Development and application of a physics-constrained adaptive decomposition model for displacement sequences of step-like landslide
Abstract. Addressing the nonlinear evolution of step-like landslides in China's Three Gorges Reservoir area, which is driven by the strong coupling of reservoir water level fluctuations and rainfall pulses, this paper proposes a highly adaptive and physics-constrained displacement decomposition framework. First, a Chebyshev-Lévy flight-enhanced sparrow search algorithm (CLF-SSA) is developed to adaptively optimize the core parameters of variational mode decomposition (VMD). Concurrently, an integrated objective function—incorporating mathematical sparsity (envelope entropy) and a physical correlation penalty for the periodic component—is constructed. This framework ensures that the decomposition process is mechanistically-driven from its foundational level, maintaining a strictly physics-constrained architecture. Secondly, a multi-dimensional quantitative reconstruction strategy for intrinsic mode functions (IMFs) is established, integrating central frequencies, correlations with multi-source environmental factors (reservoir water level, rainfall, and elevation), and seasonal energy distribution. This strategy enables the robust decoupling of cumulative displacement sequences into distinct trend, periodic, and random components, effectively mitigating the phenomenon of mode mixing. Finally, the surface displacement of a representative step-like landslide in the TGR area was decomposed using the proposed framework. The results demonstrate that the model achieves sub-millimeter reconstruction precision, with an average root mean square error (RMSE) of approximately 0.5 mm. Notably, the decoupled periodic components exhibit exceptional consistency with geomechanical responses, achieving a maximum correlation gain of 4283.60 %. By incorporating the PyLith continuous-slip numerical model for physical validation, this study effectively elucidates the displacement step-triggering mechanism induced by seepage pressure during reservoir drawdown. This transition from statistical identification to mechanistic interpretation provides robust physical support for overcoming the pervasive time-lag bottlenecks in landslide early warning engineering. Future research will focus on integrating this physics-constrained decomposition framework with deep learning models to enhance the real-time predictive capability for diverse landslide types.

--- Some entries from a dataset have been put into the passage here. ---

//! Stub backends for tests and examples. These record what the engine
//! dispatched and answer with canned values, so orchestrator behavior
//! can be asserted without a live commerce framework.

use crate::backend::{DataBackend, Notifier, WorkflowBackend};
use crate::handlers::EngineServices;
use crate::EngineError;
use async_trait::async_trait;
use serde_json::{json, Value};
use std::collections::HashMap;
use std::sync::{Arc, Mutex};
use trellis_catalog::{CatalogService, CatalogSource, PlannedRequest};

/// Data backend that records requests and serves canned responses keyed
/// by `"METHOD /path"`
#[derive(Default)]
pub struct StubDataBackend {
    /// Requests the engine dispatched, in order
    pub requests: Mutex<Vec<PlannedRequest>>,
    /// Canned responses; unknown keys answer `{}`
    pub responses: Mutex<HashMap<String, Value>>,
    /// Keys that should fail with an upstream error
    pub failures: Mutex<Vec<String>>,
}

impl StubDataBackend {
    /// Empty stub
    pub fn new() -> Self {
        Self::default()
    }

    /// Serve `value` for `"METHOD /path"` requests
    pub fn respond(&self, key: &str, value: Value) {
        if let Ok(mut responses) = self.responses.lock() {
            responses.insert(key.to_string(), value);
        }
    }

    /// Fail `"METHOD /path"` requests with an upstream error
    pub fn fail_on(&self, key: &str) {
        if let Ok(mut failures) = self.failures.lock() {
            failures.push(key.to_string());
        }
    }

    /// Keys of all recorded requests, in dispatch order
    pub fn request_keys(&self) -> Vec<String> {
        self.requests
            .lock()
            .map(|reqs| {
                reqs.iter()
                    .map(|r| format!("{} {}", r.method, r.path))
                    .collect()
            })
            .unwrap_or_default()
    }
}

#[async_trait]
impl DataBackend for StubDataBackend {
    async fn execute(&self, request: &PlannedRequest) -> Result<Value, EngineError> {
        let key = format!("{} {}", request.method, request.path);
        if let Ok(mut requests) = self.requests.lock() {
            requests.push(request.clone());
        }
        let failing = self
            .failures
            .lock()
            .map(|f| f.contains(&key))
            .unwrap_or(false);
        if failing {
            return Err(EngineError::UpstreamCall(format!("stubbed failure for {key}")));
        }
        Ok(self
            .responses
            .lock()
            .ok()
            .and_then(|r| r.get(&key).cloned())
            .unwrap_or_else(|| json!({})))
    }
}

/// Workflow backend that records trigger calls
#[derive(Default)]
pub struct StubWorkflowBackend {
    /// `(name-or-id, input, wait)` tuples in call order
    pub calls: Mutex<Vec<(String, Value, bool)>>,
}

#[async_trait]
impl WorkflowBackend for StubWorkflowBackend {
    async fn trigger_workflow(
        &self,
        name: &str,
        input: Value,
        wait: bool,
    ) -> Result<Value, EngineError> {
        if let Ok(mut calls) = self.calls.lock() {
            calls.push((name.to_string(), input, wait));
        }
        Ok(json!({"workflow": name, "status": if wait { "completed" } else { "started" }}))
    }

    async fn trigger_flow(
        &self,
        flow_id: &str,
        input: Value,
        wait: bool,
    ) -> Result<Value, EngineError> {
        if let Ok(mut calls) = self.calls.lock() {
            calls.push((flow_id.to_string(), input, wait));
        }
        Ok(json!({"flow_id": flow_id, "status": if wait { "completed" } else { "started" }}))
    }
}

/// Notifier that records deliveries
#[derive(Default)]
pub struct StubNotifier {
    /// `(channel-or-address, title-or-subject, message-or-body)`
    pub sent: Mutex<Vec<(String, String, String)>>,
}

#[async_trait]
impl Notifier for StubNotifier {
    async fn notify(
        &self,
        channel: &str,
        title: &str,
        message: &str,
    ) -> Result<Value, EngineError> {
        if let Ok(mut sent) = self.sent.lock() {
            sent.push((channel.to_string(), title.to_string(), message.to_string()));
        }
        Ok(json!({"delivered": true}))
    }

    async fn send_email(&self, to: &str, subject: &str, body: &str) -> Result<Value, EngineError> {
        if let Ok(mut sent) = self.sent.lock() {
            sent.push((to.to_string(), subject.to_string(), body.to_string()));
        }
        Ok(json!({"delivered": true}))
    }
}

/// Services over stub backends and an empty (permissive) catalog
pub fn stub_services() -> EngineServices {
    stub_services_with(Arc::new(StubDataBackend::new()), CatalogSource::AllowList(vec![]))
}

/// Services over a given data backend and catalog source
pub fn stub_services_with(
    data: Arc<StubDataBackend>,
    source: CatalogSource,
) -> EngineServices {
    EngineServices::new(
        Arc::new(CatalogService::new(source)),
        data,
        Arc::new(StubWorkflowBackend::default()),
        Arc::new(StubNotifier::default()),
    )
}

The manuscript presents a physics-constrained displacement decomposition framework based on CLF-SSA and VMD for step-like landslides. The topic is relevant and the manuscript provides a relatively complete methodology and case study. The results are generally convincing. I recommend minor revision. The following issues should be addressed:
The authors are encouraged to provide a brief explanation of the selection of the main parameters involved in the proposed method, particularly the physical constraint weight λ in the joint fitness function and the criteria used to classify the decomposed modes into trend, periodic, and stochastic components. A short description of the parameter-setting procedure or the corresponding decision criteria would improve the clarity and reproducibility of the study.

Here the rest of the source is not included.